//! Integration tests running plans through the standard registry.

use std::fs;
use std::sync::Arc;

use rust_decimal_macros::dec;
use tally_providers::{EstimateConfig, Estimator, ProviderError, Registry};
use tally_schema::{Quantity, UsageFile};
use tempfile::tempdir;

const PLAN: &str = r#"{
  "planned_values": {
    "root_module": {
      "resources": [
        {
          "address": "azurerm_resource_group.main",
          "mode": "managed",
          "type": "azurerm_resource_group",
          "name": "main",
          "values": { "name": "rg", "location": "westeurope" }
        },
        {
          "address": "azurerm_key_vault.main",
          "mode": "managed",
          "type": "azurerm_key_vault",
          "name": "main",
          "values": { "location": "westeurope", "sku_name": "premium" }
        },
        {
          "address": "azurerm_key_vault_key.signing",
          "mode": "managed",
          "type": "azurerm_key_vault_key",
          "name": "signing",
          "values": { "key_type": "EC-HSM", "key_size": null }
        },
        {
          "address": "aws_instance.web",
          "mode": "managed",
          "type": "aws_instance",
          "name": "web",
          "values": { "instance_type": "t3.medium", "ebs_optimized": true }
        },
        {
          "address": "aws_instance.bastion",
          "mode": "managed",
          "type": "aws_instance",
          "name": "bastion",
          "values": { "instance_type": "m5.large", "tenancy": "host" }
        }
      ]
    }
  },
  "configuration": {
    "provider_config": {
      "aws": {
        "name": "aws",
        "expressions": { "region": { "constant_value": "eu-west-2" } }
      }
    },
    "root_module": {
      "resources": [
        {
          "address": "azurerm_key_vault_key.signing",
          "expressions": {
            "key_vault_id": { "references": ["azurerm_key_vault.main.id", "azurerm_key_vault.main"] }
          }
        }
      ]
    }
  }
}"#;

const USAGE: &str = r#"
version: 0.1
resource_usage:
  azurerm_key_vault_key.signing:
    hsm_protected_keys: 600
    monthly_protected_keys_operations: 30000
  aws_instance.web:
    operating_system: windows
"#;

#[test]
fn test_estimate_plan_with_usage() {
    let dir = tempdir().unwrap();
    let plan_path = dir.path().join("plan.json");
    let usage_path = dir.path().join("tally-usage.yml");
    fs::write(&plan_path, PLAN).unwrap();
    fs::write(&usage_path, USAGE).unwrap();

    let config = EstimateConfig::default();
    let registry = Registry::standard(&config);
    let resources = registry.plan_parser(&config).parse_file(&plan_path).unwrap();
    let usage = UsageFile::from_file(&usage_path).unwrap();

    let estimate = Estimator::new(Arc::new(registry)).estimate(&resources, &usage);

    let names: Vec<_> = estimate.resources.iter().map(|r| r.name.as_str()).collect();
    assert_eq!(
        names,
        vec!["azurerm_resource_group.main", "azurerm_key_vault_key.signing", "aws_instance.web"]
    );

    let summary = &estimate.summary;
    assert_eq!(summary.total_resources, 5);
    assert_eq!(summary.priced_resources, 2);
    assert_eq!(summary.free_resources, 1);
    assert_eq!(summary.skipped_resources, vec!["aws_instance.bastion"]);
    assert_eq!(summary.unsupported_resource_counts.get("azurerm_key_vault"), Some(&1));

    let key = &estimate.resources[1];
    let tiers: Vec<_> = key
        .cost_components
        .iter()
        .filter(|c| c.name.starts_with("HSM-protected keys ("))
        .map(|c| c.quantity.clone())
        .collect();
    assert_eq!(tiers, vec![Quantity::monthly(dec!(250)), Quantity::monthly(dec!(350))]);
    assert_eq!(
        key.cost_components.last().unwrap().quantity,
        Quantity::monthly(dec!(3))
    );
    assert!(key.validate().is_ok());

    let web = &estimate.resources[2];
    let compute = &web.cost_components[0];
    assert_eq!(compute.name, "Instance usage (Windows, on-demand, t3.medium)");
    assert_eq!(compute.catalog_filter.region.as_deref(), Some("eu-west-2"));
    assert!(web.cost_component("EBS-optimized usage").is_some());
    assert!(web.cost_component("CPU credits").is_some());
    assert_eq!(
        web.sub_resource("root_block_device").unwrap().cost_components[0].quantity,
        Quantity::monthly(dec!(8))
    );
}

#[test]
fn test_config_changes_handler_defaults() {
    let dir = tempdir().unwrap();
    let config_path = dir.path().join("tally.toml");
    fs::write(
        &config_path,
        "default_volume_size_gb = 20\ndefault_volume_type = \"gp3\"\ndefault_aws_region = \"ap-south-1\"\n",
    )
    .unwrap();

    let config = EstimateConfig::from_file(&config_path).unwrap();
    let registry = Registry::standard(&config);
    let plan = r#"{"planned_values": {"root_module": {"resources": [
        {"address": "aws_ebs_volume.data", "type": "aws_ebs_volume", "name": "data", "values": {}}
    ]}}}"#;
    let resources = registry.plan_parser(&config).parse_str(plan).unwrap();

    let estimate = Estimator::new(Arc::new(registry)).estimate(&resources, &UsageFile::empty());
    let storage = &estimate.resources[0].cost_components[0];
    assert_eq!(storage.name, "General Purpose SSD storage (gp3)");
    assert_eq!(storage.quantity, Quantity::monthly(dec!(20)));
    assert_eq!(storage.catalog_filter.region.as_deref(), Some("ap-south-1"));
}

#[test]
fn test_rejects_unknown_config_keys() {
    let result = EstimateConfig::from_toml_str("volume_size = 10\n");
    assert!(matches!(result, Err(ProviderError::Toml(_))));
}

#[test]
fn test_estimate_serializes_to_json() {
    let config = EstimateConfig::default();
    let registry = Registry::standard(&config);
    let plan = r#"{"planned_values": {"root_module": {"resources": [
        {"address": "aws_vpc.main", "type": "aws_vpc", "name": "main", "values": {}}
    ]}}}"#;
    let resources = registry.plan_parser(&config).parse_str(plan).unwrap();
    let estimate = Estimator::new(Arc::new(registry)).estimate(&resources, &UsageFile::empty());

    let json = serde_json::to_value(&estimate).unwrap();
    assert_eq!(json["resources"][0]["name"], "aws_vpc.main");
    assert_eq!(json["resources"][0]["noPrice"], true);
    assert_eq!(json["summary"]["freeResources"], 1);
}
........
Send back the whole listing above exactly, please.

//! Integration tests running plans through the standard registry.

use std::fs;
use std::sync::Arc;

use rust_decimal_macros::dec;
use tally_providers::{EstimateConfig, Estimator, ProviderError, Registry};
use tally_schema::{Quantity, UsageFile};
use tempfile::tempdir;

const PLAN: &str = r#"{
  "planned_values": {
    "root_module": {
      "resources": [
        {
          "address": "azurerm_resource_group.main",
          "mode": "managed",
          "type": "azurerm_resource_group",
          "name": "main",
          "values": { "name": "rg", "location": "westeurope" }
        },
        {
          "address": "azurerm_key_vault.main",
          "mode": "managed",
          "type": "azurerm_key_vault",
          "name": "main",
          "values": { "location": "westeurope", "sku_name": "premium" }
        },
        {
          "address": "azurerm_key_vault_key.signing",
          "mode": "managed",
          "type": "azurerm_key_vault_key",
          "name": "signing",
          "values": { "key_type": "EC-HSM", "key_size": null }
        },
        {
          "address": "aws_instance.web",
          "mode": "managed",
          "type": "aws_instance",
          "name": "web",
          "values": { "instance_type": "t3.medium", "ebs_optimized": true }
        },
        {
          "address": "aws_instance.bastion",
          "mode": "managed",
          "type": "aws_instance",
          "name": "bastion",
          "values": { "instance_type": "m5.large", "tenancy": "host" }
        }
      ]
    }
  },
  "configuration": {
    "provider_config": {
      "aws": {
        "name": "aws",
        "expressions": { "region": { "constant_value": "eu-west-2" } }
      }
    },
    "root_module": {
      "resources": [
        {
          "address": "azurerm_key_vault_key.signing",
          "expressions": {
            "key_vault_id": { "references": ["azurerm_key_vault.main.id", "azurerm_key_vault.main"] }
          }
        }
      ]
    }
  }
}"#;

const USAGE: &str = r#"
version: 0.1
resource_usage:
  azurerm_key_vault_key.signing:
    hsm_protected_keys: 600
    monthly_protected_keys_operations: 30000
  aws_instance.web:
    operating_system: windows
"#;

#[test]
fn test_estimate_plan_with_usage() {
    let dir = tempdir().unwrap();
    let plan_path = dir.path().join("plan.json");
    let usage_path = dir.path().join("tally-usage.yml");
    fs::write(&plan_path, PLAN).unwrap();
    fs::write(&usage_path, USAGE).unwrap();

    let config = EstimateConfig::default();
    let registry = Registry::standard(&config);
    let resources = registry.plan_parser(&config).parse_file(&plan_path).unwrap();
    let usage = UsageFile::from_file(&usage_path).unwrap();

    let estimate = Estimator::new(Arc::new(registry)).estimate(&resources, &usage);

    let names: Vec<_> = estimate.resources.iter().map(|r| r.name.as_str()).collect();
    assert_eq!(
        names,
        vec!["azurerm_resource_group.main", "azurerm_key_vault_key.signing", "aws_instance.web"]
    );

    let summary = &estimate.summary;
    assert_eq!(summary.total_resources, 5);
    assert_eq!(summary.priced_resources, 2);
    assert_eq!(summary.free_resources, 1);
    assert_eq!(summary.skipped_resources, vec!["aws_instance.bastion"]);
    assert_eq!(summary.unsupported_resource_counts.get("azurerm_key_vault"), Some(&1));

    let key = &estimate.resources[1];
    let tiers: Vec<_> = key
        .cost_components
        .iter()
        .filter(|c| c.name.starts_with("HSM-protected keys ("))
        .map(|c| c.quantity.clone())
        .collect();
    assert_eq!(tiers, vec![Quantity::monthly(dec!(250)), Quantity::monthly(dec!(350))]);
    assert_eq!(
        key.cost_components.last().unwrap().quantity,
        Quantity::monthly(dec!(3))
    );
    assert!(key.validate().is_ok());

    let web = &estimate.resources[2];
    let compute = &web.cost_components[0];
    assert_eq!(compute.name, "Instance usage (Windows, on-demand, t3.medium)");
    assert_eq!(compute.catalog_filter.region.as_deref(), Some("eu-west-2"));
    assert!(web.cost_component("EBS-optimized usage").is_some());
    assert!(web.cost_component("CPU credits").is_some());
    assert_eq!(
        web.sub_resource("root_block_device").unwrap().cost_components[0].quantity,
        Quantity::monthly(dec!(8))
    );
}

#[test]
fn test_config_changes_handler_defaults() {
    let dir = tempdir().unwrap();
    let config_path = dir.path().join("tally.toml");
    fs::write(
        &config_path,
        "default_volume_size_gb = 20\ndefault_volume_type = \"gp3\"\ndefault_aws_region = \"ap-south-1\"\n",
    )
    .unwrap();

    let config = EstimateConfig::from_file(&config_path).unwrap();
    let registry = Registry::standard(&config);
    let plan = r#"{"planned_values": {"root_module": {"resources": [
        {"address": "aws_ebs_volume.data", "type": "aws_ebs_volume", "name": "data", "values": {}}
    ]}}}"#;
    let resources = registry.plan_parser(&config).parse_str(plan).unwrap();

    let estimate = Estimator::new(Arc::new(registry)).estimate(&resources, &UsageFile::empty());
    let storage = &estimate.resources[0].cost_components[0];
    assert_eq!(storage.name, "General Purpose SSD storage (gp3)");
    assert_eq!(storage.quantity, Quantity::monthly(dec!(20)));
    assert_eq!(storage.catalog_filter.region.as_deref(), Some("ap-south-1"));
}

#[test]
fn test_rejects_unknown_config_keys() {
    let result = EstimateConfig::from_toml_str("volume_size = 10\n");
    assert!(matches!(result, Err(ProviderError::Toml(_))));
}

#[test]
fn test_estimate_serializes_to_json() {
    let config = EstimateConfig::default();
    let registry = Registry::standard(&config);
    let plan = r#"{"planned_values": {"root_module": {"resources": [
        {"address": "aws_vpc.main", "type": "aws_vpc", "name": "main", "values": {}}
    ]}}}"#;
    let resources = registry.plan_parser(&config).parse_str(plan).unwrap();
    let estimate = Estimator::new(Arc::new(registry)).estimate(&resources, &UsageFile::empty());

    let json = serde_json::to_value(&estimate).unwrap();
    assert_eq!(json["resources"][0]["name"], "aws_vpc.main");
    assert_eq!(json["resources"][0]["noPrice"], true);
    assert_eq!(json["summary"]["freeResources"], 1);
}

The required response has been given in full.